揮手自茲去

もう一つの夢は心の中に。

ブルデュー「遺産相続者たち」に関するメモ

未完:起き次第、メモの内容を書きます。暫定的に引用だけ。

エキゾチック傾向

自己の適性や能力について大きな自信を持っている彼らは、文化的関心が多様なせいで、現実の、あるいは見せかけの折衷主義や、多少なりとも実りのあるディレッタント精神を示すが、他の学生たちは<大学>により強く依存する傾向がある。社会学専攻の学生に、自国の社会、第三世界諸国、あるいは民族学のいずれを研究したいかと尋ねてみると出身階層の高い学生ほど「エキゾチック」なテーマやフィールドを選択する傾向が強い。同様に、最も恵まれた学生たちが流行の思想に惹きつけられるのは、彼らがその時点までずっと保護されてきたせいで、現実原則よりも快楽原則に従うことを望む素地を与えられており、知的異国趣味や明白な熱意が、ブルジョワ的経験を言葉に出すことでそれを精算するための象徴的な手段、すなわち見せびらかしにはなるが重大な結果はもたらさない手段となっているからではあるまいか?そしてこうした知的メカニズムが形成されるためには、自由で無償の選択ができるような経済的・社会的条件が、それも極めて長期にわたって、与えられることが必要なのではあるまいか?

経験と学習の順番

すべての教育、とりわけ文化教育(自然科学でさえも)は、教養ある階級の世襲財産を構成する一群の知識、ノウハウ、そして特に表現法を、暗黙のうちに前提としている。不穏当な部分を除去した当たり障りのない教育である古典中等教育は、父親の蔵書によって奨励され権威づけられる読書、自分では選ぶ必要のない選り抜かれた演劇や映画、文化的巡礼の形をとる旅行、すでに事に通じている人々にしか通じない仄めかしの会話など、第一段階のさまざまな経験から成る宝庫全体を既得物として前提した上で、第二段階の意味を伝達するのだ。

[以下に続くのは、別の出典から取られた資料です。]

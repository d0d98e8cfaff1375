//! What a run produces.
//!
//! [`crate::McpAgent::run`] returns a [`RunOutcome`];
//! [`crate::McpAgent::astream`] yields [`AgentEvent`]s as the run progresses,
//! ending with [`AgentEvent::Finished`].

use mcpeer_common::tools::ToolCall;

/// Terminal state of a run.
#[derive(Debug, Clone, PartialEq, Eq)]
pub enum RunOutcome {
    /// The model answered without requesting tools.
    Completed { answer: String, steps: usize },
    /// `max_steps` was reached while the model still requested tools.
    Aborted {
        /// Last non-empty text the model produced.
        partial: Option<String>,
        steps: usize,
    },
}

impl RunOutcome {
    #[must_use]
    pub const fn is_completed(&self) -> bool {
        matches!(self, Self::Completed { .. })
    }

    #[must_use]
    pub const fn steps(&self) -> usize {
        match self {
            Self::Completed { steps, .. } | Self::Aborted { steps, .. } => *steps,
        }
    }

    /// The final answer, or the partial answer of an aborted run.
    #[must_use]
    pub fn text(&self) -> Option<&str> {
        match self {
            Self::Completed { answer, .. } => Some(answer),
            Self::Aborted { partial, .. } => partial.as_deref(),
        }
    }
}

/// Incremental output of a streamed run.
///
/// Every event carries the step it belongs to; steps never decrease along a stream.
#[derive(Debug, Clone, PartialEq)]
pub enum AgentEvent {
    /// The model is about to be asked for step `step`.
    StepStarted {
        step: usize,
        /// Names of the tools offered at this step.
        tools: Vec<String>,
    },
    /// Text generated by the model.
    TextDelta { step: usize, text: String },
    /// The model requested a tool.
    ToolCall {
        step: usize,
        call: ToolCall,
        /// Server that will run it; `None` for server manager tools.
        server: Option<String>,
    },
    /// A tool returned.
    ToolResult {
        step: usize,
        tool: String,
        output: String,
        is_error: bool,
    },
    /// The run is over.
    Finished(RunOutcome),
}

impl AgentEvent {
    #[must_use]
    pub const fn step(&self) -> usize {
        match self {
            Self::StepStarted { step, .. }
            | Self::TextDelta { step, .. }
            | Self::ToolCall { step, .. }
            | Self::ToolResult { step, .. } => *step,
            Self::Finished(outcome) => outcome.steps(),
        }
    }
}
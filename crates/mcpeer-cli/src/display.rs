//! Display utilities for CLI output formatting
//!
//! Provides formatted output for servers, tool calls, tool results and run outcomes

use std::io::Write;

use colored::Colorize;

use mcpeer::{RunOutcome, ServerConfig, Tool, ToolCall};

const RESULT_PREVIEW_CHARS: usize = 200;

/// Display a server that connected, with its tools
pub fn display_server(server: &ServerConfig, tools: &[Tool]) {
    println!(
        "{} {} {}",
        "●".bright_green(),
        server.name.bright_cyan().bold(),
        format!("({})", server.describe()).bright_black()
    );
    if tools.is_empty() {
        println!("  {}", "no tools".bright_black());
    }
    for tool in tools {
        let description = tool
            .function
            .description
            .lines()
            .next()
            .unwrap_or_default();
        println!("  ├─ {} {}", tool.function.name.bright_green(), description);
    }
}

/// Display a server that could not be reached
pub fn display_server_error(server: &ServerConfig, error: &dyn std::fmt::Display) {
    println!(
        "{} {} {}",
        "✗".bright_red(),
        server.name.bright_cyan().bold(),
        format!("({})", server.describe()).bright_black()
    );
    println!("  {}", error.to_string().red());
}

/// Display the start of a step
pub fn display_step(step: usize, tools: &[String]) {
    println!(
        "\n{} {}",
        format!("── step {step}").bright_black(),
        format!("({} tools)", tools.len()).bright_black()
    );
}

/// Display model text as it arrives
pub fn display_text(text: &str) {
    print!("{text}");
    let _ = std::io::stdout().flush();
}

/// Display a tool call being requested by the model
pub fn display_tool_call(tool_call: &ToolCall, server: Option<&str>) {
    let origin = server.map_or_else(String::new, |s| format!(" @ {s}"));
    println!(
        "\n╭─○ {}{}",
        tool_call.function.name.bright_green(),
        origin.bright_black()
    );

    let args_str = tool_call.function.arguments_json();
    if let Ok(args) = serde_json::from_str::<serde_json::Value>(&args_str)
        && let Some(obj) = args.as_object()
    {
        for (key, value) in obj {
            println!("│   {}: {}", key.cyan(), value);
        }
    }
}

/// Display a tool's observation
pub fn display_tool_result(tool_name: &str, result: &str, is_error: bool) {
    let label = if is_error {
        format!("╰─✗ {tool_name}").bright_red()
    } else {
        format!("╰─✓ {tool_name}").bright_green()
    };
    println!("{label}");
    println!("    {}", preview(result));
}

/// Display how a run ended
pub fn display_outcome(outcome: &RunOutcome, print_answer: bool) {
    match outcome {
        RunOutcome::Completed { answer, steps } => {
            if print_answer {
                println!("{answer}");
            } else {
                println!();
            }
            println!("{}", format!("completed in {steps} step(s)").bright_black());
        }
        RunOutcome::Aborted { partial, steps } => {
            if print_answer && let Some(partial) = partial {
                println!("{partial}");
            }
            println!(
                "{}",
                format!("stopped after {steps} step(s) without a final answer").yellow()
            );
        }
    }
}

fn preview(result: &str) -> String {
    if result.chars().count() <= RESULT_PREVIEW_CHARS {
        return result.to_string();
    }
    let truncate_idx = result
        .char_indices()
        .nth(RESULT_PREVIEW_CHARS)
        .map_or(result.len(), |(idx, _)| idx);
    format!(
        "{}... ({} chars)",
        &result[..truncate_idx],
        result.chars().count()
    )
}

#[cfg(test)]
mod tests {
    use super::*;

    #[test]
    fn test_preview_keeps_short_results() {
        assert_eq!(preview("ok"), "ok");
    }

    #[test]
    fn test_preview_truncates_on_char_boundary() {
        let long = "é".repeat(250);
        let shown = preview(&long);
        assert!(shown.starts_with(&"é".repeat(200)));
        assert!(shown.ends_with("... (250 chars)"));
    }
}
//! In-memory MCP servers for tests.
//!
//! [`FakeConnector`] hands out sessions backed by scripted [`FakeServer`]s,
//! so clients, adapters and agents can be exercised without spawning
//! processes. Enable the `test-util` feature to use it from other crates.

use std::collections::{HashMap, HashSet};
use std::sync::atomic::{AtomicBool, AtomicUsize, Ordering};
use std::sync::{Arc, Mutex, PoisonError};
use std::time::Duration;

use async_trait::async_trait;
use serde_json::{Value, json};

use super::config::ServerConfig;
use super::error::McpError;
use super::session::{Connector, McpSession, ToolDescriptor, ToolOutput};

type Handler = Arc<dyn Fn(Value) -> Result<ToolOutput, McpError> + Send + Sync>;

/// Call bookkeeping shared by a server and its sessions.
#[derive(Debug, Default)]
pub struct CallStats {
    calls: Mutex<Vec<(String, Value)>>,
    in_flight: AtomicUsize,
    completed: AtomicUsize,
}

impl CallStats {
    /// Every call received, in order, as `(tool, arguments)`.
    pub fn calls(&self) -> Vec<(String, Value)> {
        self.calls
            .lock()
            .unwrap_or_else(PoisonError::into_inner)
            .clone()
    }

    /// Names of the tools called, in order.
    pub fn called_tools(&self) -> Vec<String> {
        self.calls().into_iter().map(|(name, _)| name).collect()
    }

    /// Calls started but not yet finished or dropped.
    pub fn in_flight(&self) -> usize {
        self.in_flight.load(Ordering::SeqCst)
    }

    /// Calls that ran to completion.
    pub fn completed(&self) -> usize {
        self.completed.load(Ordering::SeqCst)
    }
}

struct InFlight<'a>(&'a CallStats);

impl Drop for InFlight<'_> {
    fn drop(&mut self) {
        self.0.in_flight.fetch_sub(1, Ordering::SeqCst);
    }
}

/// A scripted MCP server.
#[derive(Clone)]
pub struct FakeServer {
    name: String,
    tools: Vec<(ToolDescriptor, Handler)>,
    call_delay: Option<Duration>,
    stats: Arc<CallStats>,
}

impl FakeServer {
    pub fn new(name: impl Into<String>) -> Self {
        Self {
            name: name.into(),
            tools: Vec::new(),
            call_delay: None,
            stats: Arc::default(),
        }
    }

    /// Adds a tool answered by `handler`.
    #[must_use]
    pub fn with_tool(
        mut self,
        descriptor: ToolDescriptor,
        handler: impl Fn(Value) -> Result<ToolOutput, McpError> + Send + Sync + 'static,
    ) -> Self {
        self.tools.push((descriptor, Arc::new(handler)));
        self
    }

    /// Adds a tool that always answers `text`.
    #[must_use]
    pub fn with_text_tool(self, name: &str, text: &str) -> Self {
        let text = text.to_string();
        self.with_tool(
            ToolDescriptor::new(
                name,
                format!("The {name} tool"),
                json!({"type": "object", "properties": {}}),
            ),
            move |_| Ok(ToolOutput::text(text.clone())),
        )
    }

    /// Makes every call take `delay` before answering.
    #[must_use]
    pub const fn with_call_delay(mut self, delay: Duration) -> Self {
        self.call_delay = Some(delay);
        self
    }

    #[must_use]
    pub fn name(&self) -> &str {
        &self.name
    }

    /// Handle to this server's call statistics.
    #[must_use]
    pub fn stats(&self) -> Arc<CallStats> {
        self.stats.clone()
    }
}

/// Connector serving [`FakeServer`]s by name.
#[derive(Default)]
pub struct FakeConnector {
    servers: HashMap<String, FakeServer>,
    failing: HashSet<String>,
    connect_delay: Option<Duration>,
    slow: HashMap<String, Duration>,
    connects: AtomicUsize,
    closes: Arc<AtomicUsize>,
}

impl FakeConnector {
    #[must_use]
    pub fn new() -> Self {
        Self::default()
    }

    #[must_use]
    pub fn with_server(mut self, server: FakeServer) -> Self {
        self.servers.insert(server.name.clone(), server);
        self
    }

    /// A server whose connection attempts always fail.
    #[must_use]
    pub fn with_failing_server(mut self, name: &str) -> Self {
        self.failing.insert(name.to_string());
        self
    }

    #[must_use]
    pub const fn with_connect_delay(mut self, delay: Duration) -> Self {
        self.connect_delay = Some(delay);
        self
    }

    /// A server whose handshake takes `delay`, overriding the connector-wide delay.
    #[must_use]
    pub fn with_slow_server(mut self, name: &str, delay: Duration) -> Self {
        self.slow.insert(name.to_string(), delay);
        self
    }

    /// Connection attempts made so far, failed ones included.
    pub fn connect_count(&self) -> usize {
        self.connects.load(Ordering::SeqCst)
    }

    /// Sessions closed so far.
    pub fn close_count(&self) -> usize {
        self.closes.load(Ordering::SeqCst)
    }
}

#[async_trait]
impl Connector for FakeConnector {
    async fn connect(&self, server: &ServerConfig) -> Result<Arc<dyn McpSession>, McpError> {
        self.connects.fetch_add(1, Ordering::SeqCst);
        if let Some(delay) = self.slow.get(&server.name).copied().or(self.connect_delay) {
            tokio::time::sleep(delay).await;
        }
        if self.failing.contains(&server.name) {
            return Err(McpError::connection(&server.name, "process exited during handshake"));
        }
        let fake = self
            .servers
            .get(&server.name)
            .ok_or_else(|| McpError::connection(&server.name, "no such fake server"))?;

        Ok(Arc::new(FakeSession {
            server: fake.clone(),
            closed: AtomicBool::new(false),
            closes: self.closes.clone(),
        }))
    }
}

struct FakeSession {
    server: FakeServer,
    closed: AtomicBool,
    closes: Arc<AtomicUsize>,
}

impl FakeSession {
    fn ensure_open(&self) -> Result<(), McpError> {
        if self.closed.load(Ordering::SeqCst) {
            Err(McpError::connection(&self.server.name, "session is closed"))
        } else {
            Ok(())
        }
    }
}

#[async_trait]
impl McpSession for FakeSession {
    fn server_name(&self) -> &str {
        &self.server.name
    }

    async fn list_tools(&self) -> Result<Vec<ToolDescriptor>, McpError> {
        self.ensure_open()?;
        Ok(self.server.tools.iter().map(|(d, _)| d.clone()).collect())
    }

    async fn call_tool(&self, name: &str, arguments: Value) -> Result<ToolOutput, McpError> {
        self.ensure_open()?;
        let stats = &self.server.stats;
        stats
            .calls
            .lock()
            .unwrap_or_else(PoisonError::into_inner)
            .push((name.to_string(), arguments.clone()));

        stats.in_flight.fetch_add(1, Ordering::SeqCst);
        let _guard = InFlight(stats);

        if let Some(delay) = self.server.call_delay {
            tokio::time::sleep(delay).await;
        }

        let (_, handler) = self
            .server
            .tools
            .iter()
            .find(|(d, _)| d.name == name)
            .ok_or_else(|| McpError::tool(name, "unknown tool"))?;
        let result = handler(arguments);
        stats.completed.fetch_add(1, Ordering::SeqCst);
        result
    }

    async fn close(&self) -> Result<(), McpError> {
        if !self.closed.swap(true, Ordering::SeqCst) {
            self.closes.fetch_add(1, Ordering::SeqCst);
        }
        Ok(())
    }
}
//! Subcommand implementations.

use std::sync::Arc;

use anyhow::{Result, bail};
use clap::Args;
use futures::StreamExt;
use log::info;

use mcpeer::tools::ToolExecutor;
use mcpeer::{
    AgentEvent, Config, ExecutorAdapter, McpAgent, McpClient, OpenAIClient, ToolAdapter,
    ToolErrorPolicy,
};

use crate::display;

#[derive(Args, Debug)]
pub struct RunArgs {
    /// The query to answer
    pub query: String,

    /// Base URL for the API endpoint
    #[arg(long, default_value = "https://api.openai.com/v1")]
    pub base_url: String,

    /// API key for authentication
    #[arg(long, env = "OPENAI_API_KEY", hide_env_values = true)]
    pub api_key: String,

    /// Model to use for chat completion
    #[arg(long, default_value = "gpt-4o")]
    pub model: String,

    /// Restrict the run to one configured server
    #[arg(long)]
    pub server: Option<String>,

    /// Maximum number of model calls
    #[arg(long, default_value_t = 5)]
    pub max_steps: usize,

    /// Only offer the tools of the server used last, plus server switching tools
    #[arg(long)]
    pub use_server_manager: bool,

    /// Never offer or run this tool (repeatable)
    #[arg(long = "disallow", value_name = "TOOL")]
    pub disallowed_tools: Vec<String>,

    /// Print events as the run progresses
    #[arg(long)]
    pub stream: bool,

    /// Report tool failures to the model instead of stopping the run
    #[arg(long)]
    pub report_tool_errors: bool,

    /// Override the system prompt
    #[arg(long)]
    pub system_prompt: Option<String>,
}

/// Connects each server and prints its tools.
pub async fn list_tools(client: &McpClient, server: Option<&str>) -> Result<()> {
    let servers = match server {
        Some(name) => match client.config().server(name) {
            Some(config) => vec![config],
            None => bail!(
                "Unknown server '{name}'. Configured servers: {}",
                client.config().server_names().join(", ")
            ),
        },
        None => client.config().servers().iter().collect(),
    };
    if servers.is_empty() {
        println!("No MCP servers configured");
        return Ok(());
    }

    let mut reachable = 0;
    for config in servers {
        match ExecutorAdapter.create_tools(client, Some(&config.name)).await {
            Ok(tools) => {
                let mut executor = ToolExecutor::new();
                for tool in tools {
                    executor.add_tool_arc(tool);
                }
                display::display_server(config, &executor.get_all_tools());
                reachable += 1;
            }
            Err(e) => display::display_server_error(config, &e),
        }
    }

    if reachable == 0 {
        bail!("No MCP server could be reached");
    }
    Ok(())
}

/// Runs one query through an agent.
pub async fn run(client: Arc<McpClient>, args: RunArgs) -> Result<()> {
    let config = Config::new("openai", &args.model)
        .with_base_url(&args.base_url)
        .with_api_key(&args.api_key);
    let llm = OpenAIClient::new(config)?;

    let mut builder = McpAgent::builder(llm, client)
        .max_steps(args.max_steps)
        .use_server_manager(args.use_server_manager)
        .disallowed_tools(args.disallowed_tools);
    if let Some(server) = args.server {
        builder = builder.server_name(server);
    }
    if let Some(prompt) = args.system_prompt {
        builder = builder.system_prompt(prompt);
    }
    if args.report_tool_errors {
        builder = builder.tool_error_policy(ToolErrorPolicy::ReportToModel);
    }
    let agent = builder.build();

    if args.stream {
        stream(&agent, args.query).await
    } else {
        let outcome = agent.run(&args.query, None).await?;
        display::display_outcome(&outcome, true);
        Ok(())
    }
}

async fn stream(agent: &McpAgent<OpenAIClient>, query: String) -> Result<()> {
    let mut events = agent.astream(query);
    loop {
        let event = tokio::select! {
            event = events.next() => event,
            _ = tokio::signal::ctrl_c() => {
                info!("Interrupted, cancelling the run");
                println!();
                return Ok(());
            }
        };
        let Some(event) = event else {
            return Ok(());
        };

        match event? {
            AgentEvent::StepStarted { step, tools } => display::display_step(step, &tools),
            AgentEvent::TextDelta { text, .. } => display::display_text(&text),
            AgentEvent::ToolCall { call, server, .. } => {
                display::display_tool_call(&call, server.as_deref());
            }
            AgentEvent::ToolResult {
                tool,
                output,
                is_error,
                ..
            } => display::display_tool_result(&tool, &output, is_error),
            AgentEvent::Finished(outcome) => display::display_outcome(&outcome, false),
        }
    }
}
//! Error types for the client library.

use std::time::Duration;

use serde::Deserialize;
use thiserror::Error;

/// Error body returned by OpenAI-compatible APIs.
#[derive(Debug, Deserialize)]
pub struct ErrorResponse {
    /// The error detail object from the API.
    pub error: ErrorDetail,
}

/// Detailed error information from the API.
#[derive(Debug, Deserialize)]
pub struct ErrorDetail {
    /// The error message text describing what went wrong.
    pub message: String,
}

/// Errors that can occur when talking to a language model API.
#[derive(Debug, Error)]
#[non_exhaustive]
pub enum ClientError {
    /// Network or HTTP request failure.
    #[error("Network error: {0}")]
    NetworkError(#[from] reqwest::Error),

    /// Failure inside the retry middleware stack.
    #[error("Middleware error: {0}")]
    MiddlewareError(#[from] reqwest_middleware::Error),

    /// JSON serialization or deserialization error.
    #[error("Serialization error: {0}")]
    SerializationError(#[from] serde_json::Error),

    /// SSE event source error.
    #[error("EventSource error: {0}")]
    EventSourceError(#[from] reqwest_eventsource::Error),

    /// API authentication failure (HTTP 401).
    #[error("Authentication error: {0}")]
    AuthenticationError(String),

    /// Rate limit exceeded (HTTP 429).
    #[error("Rate limit exceeded: {message}")]
    RateLimitError {
        /// Message returned by the API.
        message: String,
        /// Suggested wait time before retrying, if provided by the API.
        retry_after: Option<Duration>,
    },

    /// Client configuration issue.
    #[error("Configuration error: {0}")]
    ConfigurationError(String),

    /// The request is malformed or failed validation.
    #[error("Invalid request: {0}")]
    InvalidRequest(String),

    /// The API returned data that doesn't match the expected format.
    #[error("Invalid response: {0}")]
    InvalidResponse(String),

    /// Any other non-success response.
    #[error("Request failed with status {status}: {message}")]
    RequestError {
        /// HTTP status code.
        status: u16,
        /// Message returned by the API.
        message: String,
    },

    /// Tools requested but not supported by this client.
    #[error("Tool calling not supported")]
    ToolsNotSupported,

    /// Streaming requested but not supported by this client.
    #[error("Streaming not supported")]
    StreamingNotSupported,

    /// API service unavailable (5xx).
    #[error("Service unavailable: {0}")]
    ServiceUnavailable(String),
}

impl ClientError {
    /// Maps a non-success HTTP status and its message to an error.
    #[must_use]
    pub fn from_status(status: u16, message: String) -> Self {
        match status {
            401 => Self::AuthenticationError(message),
            429 => Self::RateLimitError {
                message,
                retry_after: None,
            },
            500..=599 => Self::ServiceUnavailable(message),
            _ => Self::RequestError { status, message },
        }
    }

    /// Check if this error is potentially retryable.
    ///
    /// Returns `true` for network errors, rate limits and service unavailable errors.
    #[must_use]
    pub const fn is_retryable(&self) -> bool {
        matches!(
            self,
            Self::NetworkError(_)
                | Self::MiddlewareError(_)
                | Self::RateLimitError { .. }
                | Self::ServiceUnavailable(_)
        )
    }

    /// Check if this is an authentication error.
    #[must_use]
    pub const fn is_authentication_error(&self) -> bool {
        matches!(self, Self::AuthenticationError(_))
    }

    /// Get the retry-after duration if this is a rate limit error.
    #[must_use]
    pub const fn retry_after(&self) -> Option<Duration> {
        match self {
            Self::RateLimitError { retry_after, .. } => *retry_after,
            _ => None,
        }
    }
}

そこからは普遍性という価値観で覆われているがゆえに万人が参加しなければならない、あの特権者たちのゲームにおける根本的な不平等が結果として生じるのではあるまいか?
恵まれていない階級の子弟が、学校による勉強の手ほどきを小手先の方便や教師用言説を身につけるための学習作業としてとらえることが多いのは、まさに彼らにとっては直接的経験よりも、学問的省察が先行しなければならないからではないのか?彼らは自分の居住地域を離れずにパルテノン神殿の建築様式を詳細に学習しなければならないし、勉学期間の全体を通じてずっと、変わらぬ強いられた不誠実さをもって、わけのわからないことがら、古典における情念の婉曲表現、良い趣味の限りなくこまごまとしたニュアンスなどについて論じなければならない。

勉強とは

勉強することは、創造することではなく、自分を創ることである。それは文化を創造することではなく、いわんや新しい文化を創造することでもなく、最善の場合でも文化の創造者として、大半の場合には他人によって作られた文化に精通している利用者もしくは伝達者として、つまり教師や専門家として、自分を創ることである。より一般的には、勉強することは生産することではなく、何かを生産できるものとして自分を生産することなのである。